Work task -
Report how many lines in the records that follow have the word "Display" in them, giving the number and nothing more.

Records supplied -
◇ ◇ ◇ ◇ ◇

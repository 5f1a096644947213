// (c) Copyright 2025 Helsing GmbH. All rights reserved.
//! Patches: replayable descriptions of document edits.
//!
//! Every edit made through a [`Draft`](crate::Draft) is recorded as a [`PatchOp`]. A [`Patch`]
//! is an ordered list of such operations, always expressed relative to the document root, so
//! it can be re-applied to any snapshot with [`Patch::apply`].
//!
//! Applying an operation never mutates the document it started from. Containers along the
//! edited path are copied on write (see [`Rc::make_mut`]), every other subtree is shared with
//! the previous snapshot.
use crate::{
    Path, PatchError, Segment, Value,
    value::path::{Slot, SlotError},
};
use std::{fmt, mem, rc::Rc};
use tracing::trace;

/// A single edit.
///
/// Paths are absolute, i.e. relative to the document root.
#[derive(Debug, Clone, PartialEq)]
#[cfg_attr(feature = "serde", derive(::serde::Deserialize, ::serde::Serialize))]
#[cfg_attr(feature = "serde", serde(tag = "op", rename_all = "lowercase"))]
pub enum PatchOp {
    /// Replaces the value at `path`, creating the object key if needed.
    Set { path: Path, value: Value },
    /// Inserts into an array at `path`, shifting later elements. On objects this behaves like
    /// [`PatchOp::Set`].
    Insert { path: Path, value: Value },
    /// Removes the value at `path`, shifting later array elements.
    Remove { path: Path },
}

impl PatchOp {
    pub fn path(&self) -> &Path {
        match self {
            PatchOp::Set { path, .. } | PatchOp::Insert { path, .. } | PatchOp::Remove { path } => {
                path
            }
        }
    }

    /// The value written by this operation, if any.
    pub fn value(&self) -> Option<&Value> {
        match self {
            PatchOp::Set { value, .. } | PatchOp::Insert { value, .. } => Some(value),
            PatchOp::Remove { .. } => None,
        }
    }
}

impl fmt::Display for PatchOp {
    fn fmt(&self, f: &mut fmt::Formatter<'_>) -> fmt::Result {
        match self {
            PatchOp::Set { path, value } => write!(f, "set {path} = {value}"),
            PatchOp::Insert { path, value } => write!(f, "insert {path} = {value}"),
            PatchOp::Remove { path } => write!(f, "remove {path}"),
        }
    }
}

/// An ordered list of [`PatchOp`]s.
///
/// Produced in pairs by [`produce`](crate::produce): the forward patch turns the old snapshot
/// into the new one, the inverse patch turns the new one back.
#[derive(Debug, Clone, Default, PartialEq)]
#[cfg_attr(feature = "serde", derive(::serde::Deserialize, ::serde::Serialize))]
#[cfg_attr(feature = "serde", serde(transparent))]
#[must_use = "patches should be applied or stored"]
pub struct Patch(pub(crate) Vec<PatchOp>);

impl Patch {
    pub fn ops(&self) -> &[PatchOp] {
        &self.0
    }

    pub fn len(&self) -> usize {
        self.0.len()
    }

    pub fn is_empty(&self) -> bool {
        self.0.is_empty()
    }

    pub fn into_ops(self) -> Vec<PatchOp> {
        self.0
    }

    /// Applies the patch to `base` and returns the resulting snapshot.
    ///
    /// `base` itself is left untouched. If the patch changes nothing, the returned value is
    /// [`ptr_eq`](Value::ptr_eq) to `base`. Fails on the first operation that does not fit the
    /// document, in which case no partial result is returned.
    pub fn apply(&self, base: &Value) -> Result<Value, PatchError> {
        let mut root = base.clone();
        for op in &self.0 {
            trace!(%op, "applying patch op");
            apply_op(&mut root, op)?;
        }
        Ok(root)
    }
}

impl From<Vec<PatchOp>> for Patch {
    fn from(ops: Vec<PatchOp>) -> Self {
        Self(ops)
    }
}

impl FromIterator<PatchOp> for Patch {
    fn from_iter<I: IntoIterator<Item = PatchOp>>(iter: I) -> Self {
        Self(iter.into_iter().collect())
    }
}

impl<'a> IntoIterator for &'a Patch {
    type Item = &'a PatchOp;
    type IntoIter = std::slice::Iter<'a, PatchOp>;

    fn into_iter(self) -> Self::IntoIter {
        self.0.iter()
    }
}

/// One operation per line.
impl fmt::Display for Patch {
    fn fmt(&self, f: &mut fmt::Formatter<'_>) -> fmt::Result {
        for (i, op) in self.0.iter().enumerate() {
            if i > 0 {
                f.write_str("\n")?;
            }
            write!(f, "{op}")?;
        }
        Ok(())
    }
}

/// Applies `op` to `root` in place, copying shared containers on the way down.
///
/// Returns the operation that undoes `op`, or `None` if `op` did not change anything (writing
/// an equal value, removing something that is not there). `root` is only touched once the
/// operation is known to succeed.
pub(crate) fn apply_op(root: &mut Value, op: &PatchOp) -> Result<Option<PatchOp>, PatchError> {
    let Some((last, parent_path)) = op.path().split_last() else {
        return apply_to_root(root, op);
    };

    let parent = root
        .pointer(parent_path)
        .ok_or_else(|| PatchError::MissingPath(Path::from(parent_path)))?;
    let slot = last
        .resolve(parent)
        .map_err(|e| slot_error(e, parent_path, last))?;
    let Some(inverse) = invert(parent, &slot, op)? else {
        return Ok(None);
    };

    let parent = pointer_mut(root, parent_path)?;
    write(parent, slot, op);
    Ok(Some(inverse))
}

fn apply_to_root(root: &mut Value, op: &PatchOp) -> Result<Option<PatchOp>, PatchError> {
    match op {
        PatchOp::Set { value, .. } if *root == *value => Ok(None),
        PatchOp::Set { path, value } => {
            let old = mem::replace(root, value.clone());
            Ok(Some(PatchOp::Set {
                path: path.clone(),
                value: old,
            }))
        }
        PatchOp::Insert { .. } => Err(PatchError::InvalidRoot("insert at")),
        PatchOp::Remove { .. } => Err(PatchError::InvalidRoot("remove")),
    }
}

/// Computes the inverse of applying `op` at `slot` of `parent`, without writing anything.
fn invert(parent: &Value, slot: &Slot<'_>, op: &PatchOp) -> Result<Option<PatchOp>, PatchError> {
    let path = op.path().clone();
    let inverse = match (parent, slot, op) {
        (
            Value::Object(map),
            Slot::Key(key),
            PatchOp::Set { value, .. } | PatchOp::Insert { value, .. },
        ) => match map.get(&**key) {
            Some(old) if old == value => None,
            Some(old) => Some(PatchOp::Set {
                path,
                value: old.clone(),
            }),
            None => Some(PatchOp::Remove { path }),
        },
        (Value::Object(map), Slot::Key(key), PatchOp::Remove { .. }) => {
            map.get(&**key).map(|old| PatchOp::Set {
                path,
                value: old.clone(),
            })
        }
        (Value::Array(items), Slot::Index(index), PatchOp::Set { value, .. }) => {
            match items.get(*index) {
                Some(old) if old == value => None,
                Some(old) => Some(PatchOp::Set {
                    path,
                    value: old.clone(),
                }),
                None if *index == items.len() => Some(PatchOp::Remove { path }),
                None => return Err(out_of_bounds(op.path(), *index, items.len())),
            }
        }
        (Value::Array(items), Slot::Index(index), PatchOp::Insert { .. }) => {
            if *index > items.len() {
                return Err(out_of_bounds(op.path(), *index, items.len()));
            }
            Some(PatchOp::Remove { path })
        }
        (Value::Array(items), Slot::Index(index), PatchOp::Remove { .. }) => items
            .get(*index)
            .map(|old| PatchOp::Insert {
                path,
                value: old.clone(),
            }),
        _ => return Err(PatchError::NotAContainer(parent_of(op.path()))),
    };
    Ok(inverse)
}

/// Writes `op` into `parent`, which [`invert`] has already validated.
fn write(parent: &mut Value, slot: Slot<'_>, op: &PatchOp) {
    match (parent, slot) {
        (Value::Object(map), Slot::Key(key)) => {
            let map = Rc::make_mut(map);
            match op {
                PatchOp::Set { value, .. } | PatchOp::Insert { value, .. } => {
                    map.insert(key.into_owned(), value.clone());
                }
                PatchOp::Remove { .. } => {
                    map.remove(&*key);
                }
            }
        }
        (Value::Array(items), Slot::Index(index)) => {
            let items = Rc::make_mut(items);
            match op {
                PatchOp::Set { value, .. } if index == items.len() => items.push(value.clone()),
                PatchOp::Set { value, .. } => {
                    if let Some(item) = items.get_mut(index) {
                        *item = value.clone();
                    }
                }
                PatchOp::Insert { value, .. } if index <= items.len() => {
                    items.insert(index, value.clone());
                }
                PatchOp::Insert { .. } => {}
                PatchOp::Remove { .. } if index < items.len() => {
                    items.remove(index);
                }
                PatchOp::Remove { .. } => {}
            }
        }
        _ => {}
    }
}

/// Follows `path` down from `root`, making every container on the way uniquely owned.
fn pointer_mut<'v>(root: &'v mut Value, path: &[Segment]) -> Result<&'v mut Value, PatchError> {
    let mut current = root;
    for (depth, segment) in path.iter().enumerate() {
        let slot = segment
            .resolve(current)
            .map_err(|e| slot_error(e, &path[..depth], segment))?;
        current = match (current, slot) {
            (Value::Object(map), Slot::Key(key)) => Rc::make_mut(map).get_mut(&*key),
            (Value::Array(items), Slot::Index(index)) => Rc::make_mut(items).get_mut(index),
            _ => None,
        }
        .ok_or_else(|| PatchError::MissingPath(Path::from(&path[..=depth])))?;
    }
    Ok(current)
}

fn slot_error(e: SlotError, parent: &[Segment], segment: &Segment) -> PatchError {
    match e {
        SlotError::NotAContainer => PatchError::NotAContainer(Path::from(parent)),
        SlotError::NotAnIndex => PatchError::InvalidSegment {
            path: Path::from(parent),
            segment: segment.clone(),
        },
    }
}

fn out_of_bounds(path: &Path, index: usize, len: usize) -> PatchError {
    PatchError::IndexOutOfBounds {
        path: parent_of(path),
        index,
        len,
    }
}

fn parent_of(path: &Path) -> Path {
    path.split_last()
        .map(|(_, parent)| Path::from(parent))
        .unwrap_or_default()
}

#[cfg(test)]
mod tests {
    use super::*;
    use crate::{array, object, path};

    fn walks() -> Value {
        object! {
            "numberOfWalks" => 2876,
            "animals" => array![
                object! { "name" => "Aiofe", "age" => 6 },
                object! { "name" => "Sen", "age" => 8 },
            ],
        }
    }

    fn set(path: Path, value: impl Into<Value>) -> PatchOp {
        PatchOp::Set {
            path,
            value: value.into(),
        }
    }

    #[test]
    fn apply_leaves_base_untouched_and_shares_siblings() {
        let base = walks();
        let patch = Patch::from(vec![set(path!["animals", 0, "age"], 7)]);
        let next = patch.apply(&base).unwrap();

        assert_eq!(*base.pointer(&path!["animals", 0, "age"]).unwrap(), 6);
        assert_eq!(*next.pointer(&path!["animals", 0, "age"]).unwrap(), 7);
        assert!(!next.ptr_eq(&base));
        assert!(
            next.pointer(&path!["animals", 1])
                .unwrap()
                .ptr_eq(base.pointer(&path!["animals", 1]).unwrap())
        );
    }

    #[test]
    fn equal_writes_are_no_ops() {
        let base = walks();
        let patch = Patch::from(vec![
            set(path!["numberOfWalks"], 2876),
            PatchOp::Remove {
                path: path!["missing"],
            },
        ]);
        assert!(patch.apply(&base).unwrap().ptr_eq(&base));
    }

    #[test]
    fn inverses_restore_the_previous_value() {
        let mut doc = walks();
        let ops = [
            set(path!["numberOfWalks"], 2877),
            set(path!["owner"], "Siobhan"),
            set(path!["animals", 2], object! { "name" => "Rua" }),
            PatchOp::Insert {
                path: path!["animals", 0],
                value: object! { "name" => "Bran" },
            },
            PatchOp::Remove {
                path: path!["animals", 1],
            },
        ];
        let mut inverses = Vec::new();
        for op in &ops {
            inverses.push(apply_op(&mut doc, op).unwrap().unwrap());
        }
        insta::assert_snapshot!(Patch::from(inverses.clone()), @r#"
        set /numberOfWalks = 2876
        remove /owner
        remove /animals/2
        remove /animals/0
        insert /animals/1 = {"age":6,"name":"Aiofe"}
        "#);

        inverses.reverse();
        assert_eq!(Patch::from(inverses).apply(&doc).unwrap(), walks());
    }

    #[test]
    fn root_ops() {
        let mut doc = walks();
        let inverse = apply_op(&mut doc, &set(path![], 1)).unwrap().unwrap();
        assert_eq!(doc, 1);
        assert_eq!(inverse, set(path![], walks()));

        let remove = PatchOp::Remove { path: path![] };
        assert_eq!(
            apply_op(&mut doc, &remove),
            Err(PatchError::InvalidRoot("remove"))
        );
    }

    #[test]
    fn errors_describe_the_failing_position() {
        let base = walks();
        let cases = [
            (
                set(path!["animals", 5], 1),
                PatchError::IndexOutOfBounds {
                    path: path!["animals"],
                    index: 5,
                    len: 2,
                },
            ),
            (
                set(path!["animals", "first"], 1),
                PatchError::InvalidSegment {
                    path: path!["animals"],
                    segment: Segment::from("first"),
                },
            ),
            (
                set(path!["numberOfWalks", "x"], 1),
                PatchError::NotAContainer(path!["numberOfWalks"]),
            ),
            (
                set(path!["owner", "name"], 1),
                PatchError::MissingPath(path!["owner"]),
            ),
        ];
        for (op, expected) in cases {
            assert_eq!(Patch::from(vec![op]).apply(&base), Err(expected));
        }
    }

    #[test]
    fn failed_patch_keeps_no_partial_result() {
        let base = walks();
        let patch = Patch::from(vec![
            set(path!["numberOfWalks"], 1),
            set(path!["nope", "deeper"], 1),
        ]);
        assert!(patch.apply(&base).is_err());
        assert_eq!(*base.get("numberOfWalks").unwrap(), 2876);
    }

    #[test]
    fn numeric_segments_address_object_keys() {
        let base = object! { "1" => "one" };
        let next = Patch::from(vec![set(path![1], "uno")]).apply(&base).unwrap();
        assert_eq!(next, object! { "1" => "uno" });
    }

    #[cfg(feature = "json")]
    #[test]
    fn serializes_with_op_tags() {
        let patch = Patch::from(vec![
            set(path!["animals", 0, "age"], 7),
            PatchOp::Remove {
                path: path!["owner"],
            },
        ]);
        let json = serde_json::to_string(&patch).unwrap();
        insta::assert_snapshot!(
            json,
            @r#"[{"op":"set","path":["animals",0,"age"],"value":7},{"op":"remove","path":["owner"]}]"#
        );
        let back: Patch = serde_json::from_str(&json).unwrap();
        assert_eq!(back, patch);
    }
}
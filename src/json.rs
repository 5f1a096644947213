// (c) Copyright 2025 Helsing GmbH. All rights reserved.
//! JSON representation and typed state.
//!
//! Documents convert losslessly to and from [`serde_json::Value`], with two exceptions:
//! non-finite floats become `null`, and integers beyond the range of `i64` become floats.
//!
//! Any type implementing [`Serialize`] can seed a store, and any type implementing
//! [`DeserializeOwned`] can be read back out of a view:
//!
//! ```rust
//! # use pure_undo::Store;
//! # use serde::{Deserialize, Serialize};
//! #[derive(Serialize, Deserialize, Debug, PartialEq)]
//! struct Animal {
//!     name: String,
//!     age: u32,
//! }
//!
//! let store = Store::from_serialize(&vec![Animal { name: "Sen".into(), age: 8 }]).unwrap();
//! store.store_for(0usize).update(|d| d.set("age", 9)).unwrap();
//!
//! let sen: Animal = store.store_for(0usize).state_as().unwrap();
//! assert_eq!(sen, Animal { name: "Sen".into(), age: 9 });
//! ```
use crate::{Map, Store, Value};
use serde::{Serialize, de::DeserializeOwned};

/// Converts a [`serde_json::Value`] to a [`Value`].
impl From<serde_json::Value> for Value {
    fn from(value: serde_json::Value) -> Self {
        match value {
            serde_json::Value::Null => Value::Null,
            serde_json::Value::Bool(b) => Value::Bool(b),
            serde_json::Value::Number(n) => match n.as_i64() {
                Some(n) => Value::Int(n),
                None => n.as_f64().map_or(Value::Null, Value::Float),
            },
            serde_json::Value::String(s) => Value::from(s),
            serde_json::Value::Array(items) => items.into_iter().map(Value::from).collect(),
            serde_json::Value::Object(fields) => Value::from(
                fields
                    .into_iter()
                    .map(|(k, v)| (k, Value::from(v)))
                    .collect::<Map>(),
            ),
        }
    }
}

/// Converts a [`Value`] to a `serde_json::Value`.
impl From<&Value> for serde_json::Value {
    fn from(value: &Value) -> Self {
        match value {
            Value::Null => serde_json::Value::Null,
            Value::Bool(b) => serde_json::Value::Bool(*b),
            Value::Int(n) => serde_json::Value::from(*n),
            // NaN and the infinities have no JSON representation
            Value::Float(n) => serde_json::Number::from_f64(*n)
                .map_or(serde_json::Value::Null, serde_json::Value::Number),
            Value::String(s) => serde_json::Value::String(s.to_string()),
            Value::Array(items) => {
                serde_json::Value::Array(items.iter().map(serde_json::Value::from).collect())
            }
            Value::Object(fields) => serde_json::Value::Object(
                fields
                    .iter()
                    .map(|(k, v)| (k.clone(), serde_json::Value::from(v)))
                    .collect(),
            ),
        }
    }
}

impl From<Value> for serde_json::Value {
    fn from(value: Value) -> Self {
        serde_json::Value::from(&value)
    }
}

impl Value {
    /// Converts any serializable value into a document.
    pub fn from_serialize<T>(value: &T) -> Result<Self, serde_json::Error>
    where
        T: Serialize + ?Sized,
    {
        serde_json::to_value(value).map(Value::from)
    }

    /// Deserializes the document into `T`.
    pub fn deserialize_into<T>(&self) -> Result<T, serde_json::Error>
    where
        T: DeserializeOwned,
    {
        serde_json::from_value(serde_json::Value::from(self))
    }
}

impl Store {
    /// Creates a root store whose initial state is `state`, serialized.
    pub fn from_serialize<T>(state: &T) -> Result<Self, serde_json::Error>
    where
        T: Serialize + ?Sized,
    {
        Value::from_serialize(state).map(Store::new)
    }

    /// Deserializes this handle's current state into `T`.
    pub fn state_as<T>(&self) -> Result<T, serde_json::Error>
    where
        T: DeserializeOwned,
    {
        self.state().deserialize_into()
    }
}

◇ ◇ ◇ ◇ ◇

Result for this task -
2